Records to process
_ _ _ _ _

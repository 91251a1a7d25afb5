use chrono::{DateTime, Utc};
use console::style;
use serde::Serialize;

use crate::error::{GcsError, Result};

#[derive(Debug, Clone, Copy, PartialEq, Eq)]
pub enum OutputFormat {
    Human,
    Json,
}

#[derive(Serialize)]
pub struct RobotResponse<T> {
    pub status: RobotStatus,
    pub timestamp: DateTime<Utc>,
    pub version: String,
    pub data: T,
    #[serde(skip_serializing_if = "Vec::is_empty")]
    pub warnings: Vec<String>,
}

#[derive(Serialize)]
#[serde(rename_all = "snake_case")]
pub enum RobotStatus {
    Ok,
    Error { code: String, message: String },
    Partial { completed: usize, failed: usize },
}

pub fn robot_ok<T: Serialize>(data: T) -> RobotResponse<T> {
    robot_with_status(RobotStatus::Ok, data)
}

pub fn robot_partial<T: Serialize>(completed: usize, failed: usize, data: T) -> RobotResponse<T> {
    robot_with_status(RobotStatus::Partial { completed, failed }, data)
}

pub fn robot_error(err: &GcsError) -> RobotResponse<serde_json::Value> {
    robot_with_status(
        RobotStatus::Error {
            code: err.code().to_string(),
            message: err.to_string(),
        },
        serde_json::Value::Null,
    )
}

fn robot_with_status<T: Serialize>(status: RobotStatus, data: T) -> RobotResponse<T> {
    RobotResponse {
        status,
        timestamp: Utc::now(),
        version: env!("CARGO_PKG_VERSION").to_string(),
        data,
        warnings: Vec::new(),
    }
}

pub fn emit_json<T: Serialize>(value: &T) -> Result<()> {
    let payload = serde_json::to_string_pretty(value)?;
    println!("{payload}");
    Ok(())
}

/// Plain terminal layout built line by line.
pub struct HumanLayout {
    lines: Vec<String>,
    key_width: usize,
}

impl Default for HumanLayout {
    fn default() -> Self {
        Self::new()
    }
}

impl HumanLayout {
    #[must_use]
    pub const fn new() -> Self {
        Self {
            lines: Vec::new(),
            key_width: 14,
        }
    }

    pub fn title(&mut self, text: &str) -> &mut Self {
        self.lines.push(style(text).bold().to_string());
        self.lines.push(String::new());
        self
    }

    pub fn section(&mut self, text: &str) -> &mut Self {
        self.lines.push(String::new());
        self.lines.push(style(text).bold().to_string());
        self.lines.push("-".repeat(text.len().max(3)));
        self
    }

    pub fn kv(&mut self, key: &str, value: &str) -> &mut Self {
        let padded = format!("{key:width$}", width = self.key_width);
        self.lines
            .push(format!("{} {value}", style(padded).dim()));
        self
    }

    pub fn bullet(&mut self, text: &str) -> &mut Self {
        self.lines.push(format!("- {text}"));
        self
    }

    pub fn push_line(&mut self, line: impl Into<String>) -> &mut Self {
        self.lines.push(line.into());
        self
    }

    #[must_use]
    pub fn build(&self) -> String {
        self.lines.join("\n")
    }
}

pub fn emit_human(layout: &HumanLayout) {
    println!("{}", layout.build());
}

_ _ _ _ _

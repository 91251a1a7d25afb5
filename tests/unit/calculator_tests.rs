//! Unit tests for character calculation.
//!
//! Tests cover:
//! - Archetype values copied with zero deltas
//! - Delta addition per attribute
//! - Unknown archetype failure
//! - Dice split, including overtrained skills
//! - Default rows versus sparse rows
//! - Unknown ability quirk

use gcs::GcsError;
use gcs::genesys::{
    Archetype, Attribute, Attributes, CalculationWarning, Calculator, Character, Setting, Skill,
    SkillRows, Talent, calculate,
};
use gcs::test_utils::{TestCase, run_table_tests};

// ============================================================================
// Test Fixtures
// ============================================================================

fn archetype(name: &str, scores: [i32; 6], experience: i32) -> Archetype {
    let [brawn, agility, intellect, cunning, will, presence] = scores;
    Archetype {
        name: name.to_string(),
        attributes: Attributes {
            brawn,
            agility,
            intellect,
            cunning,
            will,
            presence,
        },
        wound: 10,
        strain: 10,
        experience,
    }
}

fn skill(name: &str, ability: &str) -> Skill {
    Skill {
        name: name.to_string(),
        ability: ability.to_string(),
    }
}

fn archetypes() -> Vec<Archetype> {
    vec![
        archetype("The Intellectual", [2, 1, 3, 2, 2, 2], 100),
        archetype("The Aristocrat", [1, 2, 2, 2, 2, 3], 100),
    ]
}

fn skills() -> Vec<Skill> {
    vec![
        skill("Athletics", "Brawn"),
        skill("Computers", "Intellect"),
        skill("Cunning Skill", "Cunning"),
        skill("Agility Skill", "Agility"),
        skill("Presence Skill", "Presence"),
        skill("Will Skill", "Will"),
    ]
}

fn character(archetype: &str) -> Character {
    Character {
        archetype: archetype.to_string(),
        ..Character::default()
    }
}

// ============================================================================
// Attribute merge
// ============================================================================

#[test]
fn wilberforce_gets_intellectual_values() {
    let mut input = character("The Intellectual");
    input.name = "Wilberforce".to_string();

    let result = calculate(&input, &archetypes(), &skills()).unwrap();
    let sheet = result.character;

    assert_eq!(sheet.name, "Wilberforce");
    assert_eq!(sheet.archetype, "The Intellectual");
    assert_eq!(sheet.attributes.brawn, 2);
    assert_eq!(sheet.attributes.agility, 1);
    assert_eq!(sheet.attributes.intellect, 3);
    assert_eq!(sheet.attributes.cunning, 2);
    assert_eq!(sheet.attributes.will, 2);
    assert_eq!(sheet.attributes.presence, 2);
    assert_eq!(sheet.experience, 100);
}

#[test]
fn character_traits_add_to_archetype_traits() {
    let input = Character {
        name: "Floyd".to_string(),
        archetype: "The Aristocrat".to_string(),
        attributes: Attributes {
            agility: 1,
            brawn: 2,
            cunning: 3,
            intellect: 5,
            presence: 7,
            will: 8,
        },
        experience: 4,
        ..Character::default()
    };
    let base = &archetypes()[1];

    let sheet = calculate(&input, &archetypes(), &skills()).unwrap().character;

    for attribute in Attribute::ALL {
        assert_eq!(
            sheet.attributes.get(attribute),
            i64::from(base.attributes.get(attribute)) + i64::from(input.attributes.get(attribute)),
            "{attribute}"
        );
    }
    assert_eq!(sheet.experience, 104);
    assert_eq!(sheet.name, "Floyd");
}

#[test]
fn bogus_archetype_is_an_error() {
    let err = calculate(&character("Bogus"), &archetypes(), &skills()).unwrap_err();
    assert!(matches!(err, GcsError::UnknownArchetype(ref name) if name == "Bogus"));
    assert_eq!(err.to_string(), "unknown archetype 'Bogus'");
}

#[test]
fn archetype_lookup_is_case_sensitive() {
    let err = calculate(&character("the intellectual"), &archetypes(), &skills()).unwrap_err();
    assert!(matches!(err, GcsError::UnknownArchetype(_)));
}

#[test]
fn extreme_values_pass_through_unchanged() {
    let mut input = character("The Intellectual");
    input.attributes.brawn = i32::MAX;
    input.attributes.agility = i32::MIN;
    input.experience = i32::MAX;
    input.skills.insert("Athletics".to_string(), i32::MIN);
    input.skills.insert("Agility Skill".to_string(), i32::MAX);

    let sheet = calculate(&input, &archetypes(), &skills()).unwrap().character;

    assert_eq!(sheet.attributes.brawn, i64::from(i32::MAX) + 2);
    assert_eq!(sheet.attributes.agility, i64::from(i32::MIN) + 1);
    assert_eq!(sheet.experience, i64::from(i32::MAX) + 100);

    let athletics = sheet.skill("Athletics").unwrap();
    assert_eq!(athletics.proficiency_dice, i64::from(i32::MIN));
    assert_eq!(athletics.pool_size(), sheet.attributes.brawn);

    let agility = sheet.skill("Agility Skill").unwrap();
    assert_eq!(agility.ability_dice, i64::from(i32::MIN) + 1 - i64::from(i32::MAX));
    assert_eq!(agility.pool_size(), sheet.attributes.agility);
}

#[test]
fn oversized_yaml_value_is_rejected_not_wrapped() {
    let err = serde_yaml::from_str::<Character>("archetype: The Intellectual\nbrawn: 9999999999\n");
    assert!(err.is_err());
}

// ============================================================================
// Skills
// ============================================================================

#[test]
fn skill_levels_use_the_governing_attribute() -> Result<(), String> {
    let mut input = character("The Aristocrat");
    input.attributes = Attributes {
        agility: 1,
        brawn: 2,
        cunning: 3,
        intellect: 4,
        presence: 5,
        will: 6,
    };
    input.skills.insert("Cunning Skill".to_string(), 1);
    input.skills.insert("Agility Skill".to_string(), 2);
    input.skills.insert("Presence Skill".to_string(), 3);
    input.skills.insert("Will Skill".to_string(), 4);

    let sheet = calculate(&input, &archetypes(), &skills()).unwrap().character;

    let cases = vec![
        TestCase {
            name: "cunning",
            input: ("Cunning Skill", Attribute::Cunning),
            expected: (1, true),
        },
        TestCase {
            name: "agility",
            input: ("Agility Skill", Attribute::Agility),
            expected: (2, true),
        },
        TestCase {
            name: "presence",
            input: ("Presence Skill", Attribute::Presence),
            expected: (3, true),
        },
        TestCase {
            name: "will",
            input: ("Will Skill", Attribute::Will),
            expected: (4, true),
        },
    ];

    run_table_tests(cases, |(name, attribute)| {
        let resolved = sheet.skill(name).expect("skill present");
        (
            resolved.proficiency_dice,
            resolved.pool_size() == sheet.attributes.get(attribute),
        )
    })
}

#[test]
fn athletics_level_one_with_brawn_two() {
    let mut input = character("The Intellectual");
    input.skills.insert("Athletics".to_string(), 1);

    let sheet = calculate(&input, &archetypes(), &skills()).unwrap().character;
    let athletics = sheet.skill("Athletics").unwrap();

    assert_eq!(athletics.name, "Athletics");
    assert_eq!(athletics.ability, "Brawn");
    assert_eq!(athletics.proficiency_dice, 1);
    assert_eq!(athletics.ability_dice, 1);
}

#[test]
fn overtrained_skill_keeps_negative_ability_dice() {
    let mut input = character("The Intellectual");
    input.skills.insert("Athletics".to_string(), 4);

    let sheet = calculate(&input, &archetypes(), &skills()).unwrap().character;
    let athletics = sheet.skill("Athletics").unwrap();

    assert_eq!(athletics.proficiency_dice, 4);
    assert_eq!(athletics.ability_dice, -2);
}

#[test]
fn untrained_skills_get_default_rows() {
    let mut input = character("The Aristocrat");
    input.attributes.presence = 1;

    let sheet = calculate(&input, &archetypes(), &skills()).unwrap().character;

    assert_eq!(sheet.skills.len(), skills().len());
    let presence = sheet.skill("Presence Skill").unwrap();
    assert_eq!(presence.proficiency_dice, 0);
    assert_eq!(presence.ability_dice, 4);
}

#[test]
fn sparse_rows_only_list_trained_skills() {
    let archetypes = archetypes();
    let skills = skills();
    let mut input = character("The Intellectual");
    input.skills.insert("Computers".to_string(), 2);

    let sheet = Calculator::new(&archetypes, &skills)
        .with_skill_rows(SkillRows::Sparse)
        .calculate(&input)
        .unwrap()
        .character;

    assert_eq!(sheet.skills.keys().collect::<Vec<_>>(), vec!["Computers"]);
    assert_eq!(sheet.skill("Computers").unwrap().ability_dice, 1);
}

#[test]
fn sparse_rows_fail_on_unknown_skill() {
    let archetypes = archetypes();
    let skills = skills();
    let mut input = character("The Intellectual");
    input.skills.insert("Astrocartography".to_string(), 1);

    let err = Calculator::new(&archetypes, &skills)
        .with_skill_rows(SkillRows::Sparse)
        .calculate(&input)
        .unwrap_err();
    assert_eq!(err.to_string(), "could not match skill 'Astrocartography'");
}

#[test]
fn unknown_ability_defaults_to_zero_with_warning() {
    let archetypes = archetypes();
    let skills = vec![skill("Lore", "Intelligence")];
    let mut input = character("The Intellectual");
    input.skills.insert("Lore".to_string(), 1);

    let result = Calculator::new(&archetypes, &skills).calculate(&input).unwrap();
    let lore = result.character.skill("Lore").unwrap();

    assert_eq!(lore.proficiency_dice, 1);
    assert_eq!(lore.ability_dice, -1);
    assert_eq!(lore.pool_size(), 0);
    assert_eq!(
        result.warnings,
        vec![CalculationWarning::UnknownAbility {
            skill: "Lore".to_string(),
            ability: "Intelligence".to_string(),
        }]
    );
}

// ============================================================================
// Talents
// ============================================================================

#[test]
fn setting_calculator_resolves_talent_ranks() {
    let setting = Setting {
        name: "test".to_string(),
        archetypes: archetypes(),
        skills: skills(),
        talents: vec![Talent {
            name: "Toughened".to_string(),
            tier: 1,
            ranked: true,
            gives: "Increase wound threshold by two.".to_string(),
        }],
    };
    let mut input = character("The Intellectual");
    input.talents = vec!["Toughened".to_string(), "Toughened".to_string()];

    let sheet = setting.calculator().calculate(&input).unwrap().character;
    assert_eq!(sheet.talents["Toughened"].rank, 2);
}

_ _ _ _ _

Exercise goal
Please go over the data above and tally every line holding "insert"; reply only with the count.

Your response
11